TASK OBJECTIVE: Pull every line with "TabularSource" from the entries below.

───

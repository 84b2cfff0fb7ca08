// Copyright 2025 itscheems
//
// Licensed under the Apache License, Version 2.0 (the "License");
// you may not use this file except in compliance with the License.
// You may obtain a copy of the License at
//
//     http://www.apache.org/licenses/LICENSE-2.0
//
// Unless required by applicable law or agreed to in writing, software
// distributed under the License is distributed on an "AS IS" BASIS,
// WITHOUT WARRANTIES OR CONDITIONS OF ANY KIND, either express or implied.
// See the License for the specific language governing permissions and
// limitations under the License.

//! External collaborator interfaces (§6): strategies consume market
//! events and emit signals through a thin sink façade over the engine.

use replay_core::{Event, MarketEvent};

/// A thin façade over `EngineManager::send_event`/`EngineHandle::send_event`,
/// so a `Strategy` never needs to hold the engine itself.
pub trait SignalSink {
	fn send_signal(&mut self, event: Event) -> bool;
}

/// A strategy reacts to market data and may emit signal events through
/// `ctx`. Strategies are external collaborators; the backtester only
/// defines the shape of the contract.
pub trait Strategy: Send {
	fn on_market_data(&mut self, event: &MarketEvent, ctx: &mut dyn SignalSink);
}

───

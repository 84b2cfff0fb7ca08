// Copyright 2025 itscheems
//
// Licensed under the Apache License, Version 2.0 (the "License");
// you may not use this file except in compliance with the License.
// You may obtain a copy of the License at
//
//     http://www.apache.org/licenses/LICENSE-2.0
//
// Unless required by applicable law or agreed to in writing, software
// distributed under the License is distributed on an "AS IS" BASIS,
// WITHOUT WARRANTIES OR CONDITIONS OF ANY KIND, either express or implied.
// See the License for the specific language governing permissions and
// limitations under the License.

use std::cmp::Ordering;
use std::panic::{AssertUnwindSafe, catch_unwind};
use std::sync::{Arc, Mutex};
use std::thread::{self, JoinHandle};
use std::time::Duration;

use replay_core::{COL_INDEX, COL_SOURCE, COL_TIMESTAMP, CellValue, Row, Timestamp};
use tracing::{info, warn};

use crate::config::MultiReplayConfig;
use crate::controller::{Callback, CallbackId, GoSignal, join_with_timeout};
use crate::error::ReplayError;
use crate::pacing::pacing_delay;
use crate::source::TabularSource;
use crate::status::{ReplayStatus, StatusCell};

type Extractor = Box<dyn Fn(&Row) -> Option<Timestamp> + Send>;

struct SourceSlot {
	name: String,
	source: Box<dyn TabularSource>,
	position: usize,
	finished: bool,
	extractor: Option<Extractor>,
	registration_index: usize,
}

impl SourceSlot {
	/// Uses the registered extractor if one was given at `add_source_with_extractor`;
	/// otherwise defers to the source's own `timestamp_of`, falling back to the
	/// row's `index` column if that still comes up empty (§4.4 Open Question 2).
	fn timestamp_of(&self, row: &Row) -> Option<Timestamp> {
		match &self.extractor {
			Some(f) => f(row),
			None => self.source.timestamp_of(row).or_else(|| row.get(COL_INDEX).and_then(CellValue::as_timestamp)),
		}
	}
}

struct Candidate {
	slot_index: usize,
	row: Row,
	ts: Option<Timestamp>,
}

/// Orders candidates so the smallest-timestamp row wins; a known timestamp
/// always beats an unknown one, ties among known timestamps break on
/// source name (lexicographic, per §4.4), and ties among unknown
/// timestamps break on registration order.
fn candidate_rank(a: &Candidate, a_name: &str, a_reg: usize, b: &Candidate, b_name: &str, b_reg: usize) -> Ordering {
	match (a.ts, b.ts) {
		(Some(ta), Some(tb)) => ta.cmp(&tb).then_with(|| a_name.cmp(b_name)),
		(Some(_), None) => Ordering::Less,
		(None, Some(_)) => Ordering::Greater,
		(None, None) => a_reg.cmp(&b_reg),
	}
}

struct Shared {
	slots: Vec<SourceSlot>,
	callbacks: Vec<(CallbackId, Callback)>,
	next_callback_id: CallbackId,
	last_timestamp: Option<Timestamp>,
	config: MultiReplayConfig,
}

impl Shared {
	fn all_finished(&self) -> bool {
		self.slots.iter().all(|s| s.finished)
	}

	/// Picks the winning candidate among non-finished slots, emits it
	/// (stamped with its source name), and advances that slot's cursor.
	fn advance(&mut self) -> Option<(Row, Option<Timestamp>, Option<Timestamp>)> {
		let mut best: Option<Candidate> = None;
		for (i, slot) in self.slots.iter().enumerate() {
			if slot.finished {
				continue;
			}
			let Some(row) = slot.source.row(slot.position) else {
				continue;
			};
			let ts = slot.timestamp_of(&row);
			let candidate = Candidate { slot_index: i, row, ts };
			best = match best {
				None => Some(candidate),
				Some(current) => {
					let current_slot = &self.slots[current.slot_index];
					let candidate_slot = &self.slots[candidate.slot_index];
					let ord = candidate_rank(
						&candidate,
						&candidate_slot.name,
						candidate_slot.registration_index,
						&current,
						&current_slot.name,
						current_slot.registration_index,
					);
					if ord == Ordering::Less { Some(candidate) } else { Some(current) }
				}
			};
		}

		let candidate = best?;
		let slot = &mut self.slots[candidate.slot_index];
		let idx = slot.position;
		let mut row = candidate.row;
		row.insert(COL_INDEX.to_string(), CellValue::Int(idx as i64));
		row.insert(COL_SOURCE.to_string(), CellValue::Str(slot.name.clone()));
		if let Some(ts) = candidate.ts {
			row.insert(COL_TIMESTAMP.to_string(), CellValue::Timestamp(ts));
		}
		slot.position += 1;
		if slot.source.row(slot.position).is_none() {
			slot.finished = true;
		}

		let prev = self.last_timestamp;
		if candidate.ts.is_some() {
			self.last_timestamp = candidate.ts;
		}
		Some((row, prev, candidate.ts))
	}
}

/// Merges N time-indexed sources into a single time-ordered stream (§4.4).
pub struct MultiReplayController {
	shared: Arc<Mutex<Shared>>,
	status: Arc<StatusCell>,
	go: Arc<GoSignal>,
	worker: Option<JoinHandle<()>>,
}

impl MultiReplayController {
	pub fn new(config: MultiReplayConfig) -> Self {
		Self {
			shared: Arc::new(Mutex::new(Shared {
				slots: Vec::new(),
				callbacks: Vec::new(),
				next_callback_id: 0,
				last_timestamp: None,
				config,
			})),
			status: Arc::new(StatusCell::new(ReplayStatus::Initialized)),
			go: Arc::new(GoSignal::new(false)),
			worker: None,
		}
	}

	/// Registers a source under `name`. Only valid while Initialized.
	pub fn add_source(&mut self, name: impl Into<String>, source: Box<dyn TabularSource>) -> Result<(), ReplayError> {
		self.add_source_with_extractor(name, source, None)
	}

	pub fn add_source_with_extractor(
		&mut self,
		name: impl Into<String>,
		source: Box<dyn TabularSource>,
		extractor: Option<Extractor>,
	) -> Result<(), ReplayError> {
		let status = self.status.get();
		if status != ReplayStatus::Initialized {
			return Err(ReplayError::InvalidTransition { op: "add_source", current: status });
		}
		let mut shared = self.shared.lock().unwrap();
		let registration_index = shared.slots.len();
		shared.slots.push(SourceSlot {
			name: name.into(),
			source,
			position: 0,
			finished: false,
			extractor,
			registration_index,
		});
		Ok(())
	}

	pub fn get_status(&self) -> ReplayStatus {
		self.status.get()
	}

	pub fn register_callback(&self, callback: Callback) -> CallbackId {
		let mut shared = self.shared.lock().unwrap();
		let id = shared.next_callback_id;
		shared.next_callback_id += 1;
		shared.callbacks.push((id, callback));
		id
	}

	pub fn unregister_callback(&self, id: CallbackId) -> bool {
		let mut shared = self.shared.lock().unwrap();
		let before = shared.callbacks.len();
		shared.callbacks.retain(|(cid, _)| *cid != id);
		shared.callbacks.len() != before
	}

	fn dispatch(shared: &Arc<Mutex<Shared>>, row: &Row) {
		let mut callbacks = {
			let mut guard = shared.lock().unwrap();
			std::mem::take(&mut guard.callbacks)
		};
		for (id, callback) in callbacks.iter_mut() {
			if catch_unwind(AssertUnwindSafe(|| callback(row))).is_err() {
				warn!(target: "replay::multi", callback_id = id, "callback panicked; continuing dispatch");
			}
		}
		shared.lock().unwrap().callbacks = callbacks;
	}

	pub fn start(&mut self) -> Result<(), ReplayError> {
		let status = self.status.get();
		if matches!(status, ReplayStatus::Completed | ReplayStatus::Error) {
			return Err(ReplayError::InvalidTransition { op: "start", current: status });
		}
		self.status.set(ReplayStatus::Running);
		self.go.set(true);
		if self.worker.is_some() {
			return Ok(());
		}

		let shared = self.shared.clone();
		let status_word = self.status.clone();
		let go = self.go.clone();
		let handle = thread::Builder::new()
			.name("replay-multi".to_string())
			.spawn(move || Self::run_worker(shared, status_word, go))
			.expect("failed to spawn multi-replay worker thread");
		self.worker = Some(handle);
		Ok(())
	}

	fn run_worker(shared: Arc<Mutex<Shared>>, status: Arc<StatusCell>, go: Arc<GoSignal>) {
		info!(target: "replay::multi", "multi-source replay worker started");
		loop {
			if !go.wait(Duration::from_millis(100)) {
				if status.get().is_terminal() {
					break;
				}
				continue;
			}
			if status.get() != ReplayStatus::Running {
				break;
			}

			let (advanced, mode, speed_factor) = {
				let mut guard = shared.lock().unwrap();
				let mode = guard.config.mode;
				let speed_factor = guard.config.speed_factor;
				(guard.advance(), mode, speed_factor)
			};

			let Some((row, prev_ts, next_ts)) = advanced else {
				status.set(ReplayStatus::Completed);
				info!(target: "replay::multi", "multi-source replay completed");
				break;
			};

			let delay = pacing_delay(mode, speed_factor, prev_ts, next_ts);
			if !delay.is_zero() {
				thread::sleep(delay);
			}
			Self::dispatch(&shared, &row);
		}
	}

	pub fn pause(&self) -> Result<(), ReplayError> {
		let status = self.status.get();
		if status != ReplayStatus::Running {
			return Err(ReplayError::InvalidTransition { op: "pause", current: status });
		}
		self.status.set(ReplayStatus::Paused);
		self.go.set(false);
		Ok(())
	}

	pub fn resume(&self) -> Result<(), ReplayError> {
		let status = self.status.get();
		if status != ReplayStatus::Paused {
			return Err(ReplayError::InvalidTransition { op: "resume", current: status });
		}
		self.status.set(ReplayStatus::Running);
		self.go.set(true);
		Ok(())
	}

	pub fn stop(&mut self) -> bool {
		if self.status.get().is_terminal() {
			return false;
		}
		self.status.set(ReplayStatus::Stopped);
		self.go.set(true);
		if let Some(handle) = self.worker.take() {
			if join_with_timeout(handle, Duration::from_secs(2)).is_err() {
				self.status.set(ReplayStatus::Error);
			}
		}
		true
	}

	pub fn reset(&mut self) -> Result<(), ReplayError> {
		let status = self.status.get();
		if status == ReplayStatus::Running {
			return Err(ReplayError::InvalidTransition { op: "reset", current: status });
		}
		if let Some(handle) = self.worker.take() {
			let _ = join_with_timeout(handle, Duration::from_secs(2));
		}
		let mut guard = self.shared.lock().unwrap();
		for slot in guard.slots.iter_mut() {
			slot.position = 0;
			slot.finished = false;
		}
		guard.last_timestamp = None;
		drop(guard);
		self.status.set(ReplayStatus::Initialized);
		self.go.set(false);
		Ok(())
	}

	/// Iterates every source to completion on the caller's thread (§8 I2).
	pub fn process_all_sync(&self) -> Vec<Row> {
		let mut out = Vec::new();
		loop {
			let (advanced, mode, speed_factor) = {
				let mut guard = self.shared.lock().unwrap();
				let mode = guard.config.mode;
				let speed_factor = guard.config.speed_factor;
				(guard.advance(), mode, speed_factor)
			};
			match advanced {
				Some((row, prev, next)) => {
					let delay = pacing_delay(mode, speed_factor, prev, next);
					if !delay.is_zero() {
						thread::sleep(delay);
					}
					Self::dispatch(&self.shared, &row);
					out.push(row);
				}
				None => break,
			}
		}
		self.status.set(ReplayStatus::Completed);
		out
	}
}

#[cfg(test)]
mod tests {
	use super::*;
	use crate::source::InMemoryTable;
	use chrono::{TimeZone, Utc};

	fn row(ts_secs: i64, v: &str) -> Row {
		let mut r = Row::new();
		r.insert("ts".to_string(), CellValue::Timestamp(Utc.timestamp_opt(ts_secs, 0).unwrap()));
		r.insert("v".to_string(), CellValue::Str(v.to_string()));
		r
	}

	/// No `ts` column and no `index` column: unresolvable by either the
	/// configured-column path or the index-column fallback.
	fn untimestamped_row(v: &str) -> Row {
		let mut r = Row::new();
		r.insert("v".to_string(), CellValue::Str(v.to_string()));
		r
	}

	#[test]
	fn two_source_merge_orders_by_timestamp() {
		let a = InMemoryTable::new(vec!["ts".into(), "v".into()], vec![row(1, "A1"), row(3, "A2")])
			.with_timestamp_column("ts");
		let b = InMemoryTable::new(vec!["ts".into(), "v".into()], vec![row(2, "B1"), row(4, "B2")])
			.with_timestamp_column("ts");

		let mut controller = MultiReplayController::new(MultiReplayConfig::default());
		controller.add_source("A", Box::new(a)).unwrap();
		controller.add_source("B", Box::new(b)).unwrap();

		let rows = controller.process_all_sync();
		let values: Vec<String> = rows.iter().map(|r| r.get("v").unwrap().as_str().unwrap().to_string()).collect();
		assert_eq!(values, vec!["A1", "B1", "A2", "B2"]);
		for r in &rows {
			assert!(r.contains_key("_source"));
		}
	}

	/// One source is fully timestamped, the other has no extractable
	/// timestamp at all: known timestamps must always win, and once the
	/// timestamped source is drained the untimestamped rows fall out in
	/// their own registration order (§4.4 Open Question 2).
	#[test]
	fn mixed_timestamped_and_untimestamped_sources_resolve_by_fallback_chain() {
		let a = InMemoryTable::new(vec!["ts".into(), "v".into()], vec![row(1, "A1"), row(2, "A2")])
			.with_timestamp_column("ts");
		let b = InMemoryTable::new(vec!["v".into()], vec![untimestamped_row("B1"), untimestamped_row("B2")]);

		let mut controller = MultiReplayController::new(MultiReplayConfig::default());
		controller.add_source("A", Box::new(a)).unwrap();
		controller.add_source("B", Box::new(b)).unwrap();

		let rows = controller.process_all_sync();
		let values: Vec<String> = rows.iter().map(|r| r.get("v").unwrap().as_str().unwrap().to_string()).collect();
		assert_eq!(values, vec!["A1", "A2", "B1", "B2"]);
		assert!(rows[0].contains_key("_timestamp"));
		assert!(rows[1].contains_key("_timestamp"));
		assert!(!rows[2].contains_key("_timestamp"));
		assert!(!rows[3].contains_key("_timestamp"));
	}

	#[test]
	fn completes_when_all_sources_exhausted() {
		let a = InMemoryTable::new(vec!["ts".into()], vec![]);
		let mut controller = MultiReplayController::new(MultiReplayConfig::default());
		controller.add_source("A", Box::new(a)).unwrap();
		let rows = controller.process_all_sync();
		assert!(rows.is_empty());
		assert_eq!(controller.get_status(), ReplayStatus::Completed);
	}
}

───

TASK SOLUTION:
use crate::source::TabularSource;
	source: Box<dyn TabularSource>,
	pub fn add_source(&mut self, name: impl Into<String>, source: Box<dyn TabularSource>) -> Result<(), ReplayError> {
		source: Box<dyn TabularSource>,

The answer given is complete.